Johnson Outdoors’ future looks bright due to the company’s innovative camping and fishing product lines along with its strategic marketing initiatives. These business implementations will make 2024 the year of Johnson Outdoors, according to Wall Street. Executives bet heavily on the company’s consumer-only strategy, and now analysts are projecting that investors who jump into Johnson Outdoors could have shares soar to $75 within only twelve months for a return north of 70%.

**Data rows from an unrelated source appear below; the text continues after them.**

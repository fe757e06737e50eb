//! Wire model for TonAPI account transactions.
//!
//! The feed is loosely typed: values arrive as strings or numbers, decoded
//! bodies have drifted between shapes over time, and any field except `hash`
//! may be absent. Everything here deserializes leniently so a single odd
//! transaction never poisons a whole page; interpretation happens later.

use serde::{Deserialize, Deserializer, Serialize};
use serde_json::Value;

/// Account reference as TonAPI returns it (`{"address": "0:..", ...}`).
#[derive(Debug, Clone, Default, PartialEq, Serialize, Deserialize)]
pub struct AccountRef {
    #[serde(default)]
    pub address: Option<String>,
}

/// Inbound or outbound message of a transaction.
#[derive(Debug, Clone, Default, PartialEq, Serialize, Deserialize)]
pub struct Message {
    #[serde(default)]
    pub source: Option<AccountRef>,

    #[serde(default)]
    pub destination: Option<AccountRef>,

    /// Attached value in minor units (nanotons), normalized to a digit string
    #[serde(default, deserialize_with = "de_opt_units")]
    pub value: Option<String>,

    #[serde(default)]
    pub decoded_op_name: Option<String>,

    #[serde(default)]
    pub decoded_body: Option<Value>,
}

/// One transaction of the upstream feed.
#[derive(Debug, Clone, PartialEq, Serialize, Deserialize)]
pub struct RawTransaction {
    pub hash: String,

    /// On-chain time, Unix seconds
    #[serde(default)]
    pub utime: Option<i64>,

    #[serde(default)]
    pub in_msg: Option<Message>,

    #[serde(default, deserialize_with = "de_null_vec")]
    pub out_msgs: Vec<Message>,

    /// Set when the entry carried a hash but the rest didn't decode
    #[serde(skip)]
    pub malformed: Option<Malformed>,
}

/// Decode failure of a feed entry, with the entry as it came off the wire.
#[derive(Debug, Clone, PartialEq)]
pub struct Malformed {
    pub error: String,
    pub raw: Value,
}

/// Decoded operation carried by a message.
///
/// Both historical payload shapes map onto this enum:
/// `decoded_op_name = "jetton_transfer"` with `decoded_body.amount`, and
/// `decoded_body.sum_type = "JettonTransfer"` with `decoded_body.value.amount`.
#[derive(Debug, Clone, PartialEq, Eq)]
pub enum MessageOp {
    JettonTransfer { amount: Option<String> },
    JettonNotify { amount: Option<String> },
    Excess,
    Unrecognized { name: Option<String> },
}

impl MessageOp {
    /// Amount of a jetton transfer, if this is one and it carries an amount.
    pub fn transfer_amount(&self) -> Option<&str> {
        match self {
            MessageOp::JettonTransfer { amount: Some(a) } => Some(a.as_str()),
            _ => None,
        }
    }
}

impl Message {
    /// Normalize the decoded payload into a [`MessageOp`].
    pub fn op(&self) -> MessageOp {
        let body = self.decoded_body.as_ref();

        let name = self
            .decoded_op_name
            .as_deref()
            .or_else(|| body.and_then(|b| b.get("sum_type")).and_then(Value::as_str));

        let amount = || {
            body.and_then(|b| b.get("amount").or_else(|| b.pointer("/value/amount")))
                .and_then(units_string)
        };

        match name.map(op_key).as_deref() {
            Some("jettontransfer") => MessageOp::JettonTransfer { amount: amount() },
            Some("jettonnotify") => MessageOp::JettonNotify { amount: amount() },
            Some("excess") | Some("excesses") => MessageOp::Excess,
            _ => MessageOp::Unrecognized {
                name: name.map(str::to_string),
            },
        }
    }

    pub fn source_address(&self) -> Option<&str> {
        self.source
            .as_ref()
            .and_then(|a| a.address.as_deref())
            .filter(|s| !s.trim().is_empty())
    }
}

impl RawTransaction {
    pub fn from_json(v: &Value) -> Result<Self, serde_json::Error> {
        Self::deserialize(v)
    }

    /// Decode a feed entry, keeping any entry that has a string `hash`.
    ///
    /// A hashed entry that fails to decode comes back with `malformed` set
    /// so it can still be reported against its hash. Hashless entries are
    /// `None`.
    pub fn from_json_lenient(v: &Value) -> Option<Self> {
        match Self::from_json(v) {
            Ok(tx) => Some(tx),
            Err(e) => {
                let hash = v.get("hash").and_then(Value::as_str)?;
                Some(Self {
                    hash: hash.to_string(),
                    utime: None,
                    in_msg: None,
                    out_msgs: Vec::new(),
                    malformed: Some(Malformed {
                        error: e.to_string(),
                        raw: v.clone(),
                    }),
                })
            }
        }
    }

    /// JSON form for recording; malformed entries keep their original shape.
    pub fn to_json(&self) -> Result<Value, serde_json::Error> {
        match &self.malformed {
            Some(m) => Ok(m.raw.clone()),
            None => serde_json::to_value(self),
        }
    }

    /// First outbound jetton transfer amount, scanning in message order.
    pub fn first_transfer_amount(&self) -> Option<String> {
        self.out_msgs
            .iter()
            .map(Message::op)
            .find_map(|op| op.transfer_amount().map(str::to_string))
    }
}

// "jetton_transfer", "JettonTransfer" and "jetton-transfer" all become "jettontransfer"
fn op_key(name: &str) -> String {
    name.chars()
        .filter(|c| c.is_ascii_alphanumeric())
        .map(|c| c.to_ascii_lowercase())
        .collect()
}

/// Render a JSON string or number as a units string; anything else is absent.
pub fn units_string(v: &Value) -> Option<String> {
    match v {
        Value::String(s) => Some(s.trim().to_string()),
        Value::Number(n) => Some(n.to_string()),
        _ => None,
    }
}

fn de_opt_units<'de, D>(d: D) -> Result<Option<String>, D::Error>
where
    D: Deserializer<'de>,
{
    let v = Option::<Value>::deserialize(d)?;
    Ok(v.as_ref().and_then(units_string))
}

fn de_null_vec<'de, D, T>(d: D) -> Result<Vec<T>, D::Error>
where
    D: Deserializer<'de>,
    T: Deserialize<'de>,
{
    Ok(Option::<Vec<T>>::deserialize(d)?.unwrap_or_default())
}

The world is scrambling out of the pandemic and into Mother Nature’s loving arms, such as Minn Kota. That cue couldn’t come at a better time for Johnson Outdoors. As folks emerge from a seemingly unending winter of being indoors, one of the things they can’t wait to do – according to UBS – is hit the great outdoors, and Johnson Outdoors’ collection of fishing, camping, and diving equipment is going to be there waiting for them. That and strong sales post-COVID are just two ways that Johnson Outdoors’ management showed they could be nimble and fast despite a lean year, and laced with high-quality products, it’s pretty clear to Wall Street that this time Johnson’s Outdoors is the smooth-pebble road that every investor should be on.

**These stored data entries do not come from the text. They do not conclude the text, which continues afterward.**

use anyhow::{Result, anyhow};
use clap::{Parser, Subcommand};
use rust_decimal::Decimal;
use std::{env, path::PathBuf, time::Duration};

#[derive(Parser, Debug, Clone)]
pub struct Cli {
    #[command(subcommand)]
    pub command: Option<Command>,

    /// DEX pool account whose transactions are ingested (or CAPITALDEX_POOL_ADDRESS)
    #[arg(long)]
    pub pool_address: Option<String>,

    /// How many of the most recent transactions to fetch per run
    #[arg(long, default_value_t = 100)]
    pub limit: usize,

    /// TonAPI base URL
    #[arg(long, default_value = "https://tonapi.io")]
    pub api_url: String,

    /// Reconcile from a recorded jsonl/json file instead of TonAPI
    #[arg(long)]
    pub from_file: Option<PathBuf>,

    /// Append every fetched transaction to this jsonl file
    #[arg(long)]
    pub record: Option<PathBuf>,

    /// USD price of one TON, used when no live price is available
    #[arg(long, default_value = "5")]
    pub price_usd: Decimal,

    /// Look up the TON/USD rate on TonAPI each run
    #[arg(long)]
    pub live_price: bool,

    #[arg(long, default_value_t = 30)]
    pub fetch_timeout_secs: u64,

    #[arg(long, default_value_t = 10)]
    pub store_timeout_secs: u64,

    /// Keep running, one reconciliation every N seconds
    #[arg(long)]
    pub interval_secs: Option<u64>,

    /// Number of recent swaps printed by `stats`
    #[arg(long, default_value_t = 10)]
    pub recent: i64,
}

#[derive(Subcommand, Debug, Clone, PartialEq, Eq)]
pub enum Command {
    /// Reconcile the pool feed into the swap store (default)
    Sync,
    /// Print store counts, totals and the latest swaps
    Stats,
}

#[derive(Debug, Clone)]
pub struct Config {
    pub command: Command,
    pub api_url: String,
    pub api_key: Option<String>,
    pub pool_address: String,
    pub from_file: Option<PathBuf>,
    pub record: Option<PathBuf>,
    pub limit: usize,
    pub price_usd: Decimal,
    pub live_price: bool,
    pub fetch_timeout: Duration,
    pub store_timeout: Duration,
    pub interval: Option<Duration>,
    pub recent: i64,

    pub database_url: String,
    pub database_max_connections: u32,

    pub kafka_broker: Option<String>,
    pub kafka_swaps_topic: String,
    pub kafka_dlq_topic: String,
}

pub fn load(cli: &Cli) -> Result<Config> {
    let command = cli.command.clone().unwrap_or(Command::Sync);

    let api_key = env::var("TON_API_KEY").ok().filter(|s| !s.trim().is_empty());
    let pool_address = cli
        .pool_address
        .clone()
        .or_else(|| env::var("CAPITALDEX_POOL_ADDRESS").ok())
        .unwrap_or_default();

    let database_url = env::var("DATABASE_URL").map_err(|_| anyhow!("Missing DATABASE_URL"))?;
    let database_max_connections = env::var("DATABASE_MAX_CONNECTIONS")
        .ok()
        .and_then(|v| v.parse().ok())
        .unwrap_or(5);

    let kafka_broker = env::var("KAFKA_BROKER").ok().filter(|s| !s.trim().is_empty());
    let kafka_swaps_topic =
        env::var("KAFKA_SWAPS_TOPIC").unwrap_or_else(|_| "ton_swaps".to_string());
    let kafka_dlq_topic =
        env::var("KAFKA_DLQ_TOPIC").unwrap_or_else(|_| "ton_swaps_dlq".to_string());

    // Validate mode
    if command == Command::Sync && cli.from_file.is_none() {
        if pool_address.trim().is_empty() {
            return Err(anyhow!(
                "Missing pool address: pass --pool-address or set CAPITALDEX_POOL_ADDRESS"
            ));
        }
        if api_key.is_none() {
            return Err(anyhow!("Missing TON_API_KEY"));
        }
    }
    if cli.limit == 0 {
        return Err(anyhow!("--limit must be greater than 0"));
    }
    if cli.price_usd.is_sign_negative() {
        return Err(anyhow!("--price-usd must not be negative"));
    }

    Ok(Config {
        command,
        api_url: cli.api_url.trim_end_matches('/').to_string(),
        api_key,
        pool_address,
        from_file: cli.from_file.clone(),
        record: cli.record.clone(),
        limit: cli.limit,
        price_usd: cli.price_usd,
        live_price: cli.live_price,
        fetch_timeout: Duration::from_secs(cli.fetch_timeout_secs),
        store_timeout: Duration::from_secs(cli.store_timeout_secs),
        interval: cli.interval_secs.filter(|s| *s > 0).map(Duration::from_secs),
        recent: cli.recent,
        database_url,
        database_max_connections,
        kafka_broker,
        kafka_swaps_topic,
        kafka_dlq_topic,
    })
}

Traeger, Inc. (NYSE: COOK) is a leading manufacturer of wood pellet grills and accessories, known for its innovative technology and superior grilling experience. The company’s stock price has suffered throughout this past year, down 37.4%. Currently, Traeger’s stock is trading at $2.04 per share.
Despite this decline, Wall Street analysts are bullish on the forward-looking prospects of Traeger. The company has powerful brand recognition, a loyal customer base, and an expanding product line, all of which align the company for significant growth in the coming year. Wall Street analysts have set a 12-month price target of $3.50 for the stock, which equates to a nearly 70% gain for those who purchase now.
Recent distribution deals to move the company’s products into retailers like The Home Depot, Inc. (NYSE: HD), alongside possible distribution partnerships with celebrities, will only push the company further. As more people discover the joys of outdoor cooking and entertaining, Traeger is well-positioned to capture a significant share of this growing market. Traeger is a major beneficiary. If you’re looking to capitalize on this trend, with a passionate management team and plenty of game-changing innovation coming in the future, now is the time to do some financial analysis on Traeger and decide for yourself if the stock price will increase.
While Johnson Outdoors and Traeger have seen significant declines in their stock prices over the past year, they have both been awarded a rosy eye from Wall Street analysts, who see a very clear 70% gain over the impending 12 months in sight for each popular brand. The next consumer cash comes flowing into the market this hot summer, keep your eye open. There could be some volatility in the short term. These popular brands present a compelling investment opportunity for those willing to look beyond the short-term volatility and focus on the long-term growth potential.
As with any investment, it’s important to do your research and make sure your risk tolerance meets the potential reward of the investment. In this case, Johnson Outdoors and Traeger provide the opportunity to capitalize on the reinvigorated industries of outdoor recreation and grilling. That could put investors looking to buy in now in a position to profit as the companies start to realize the benefits of their continued growth over the coming year.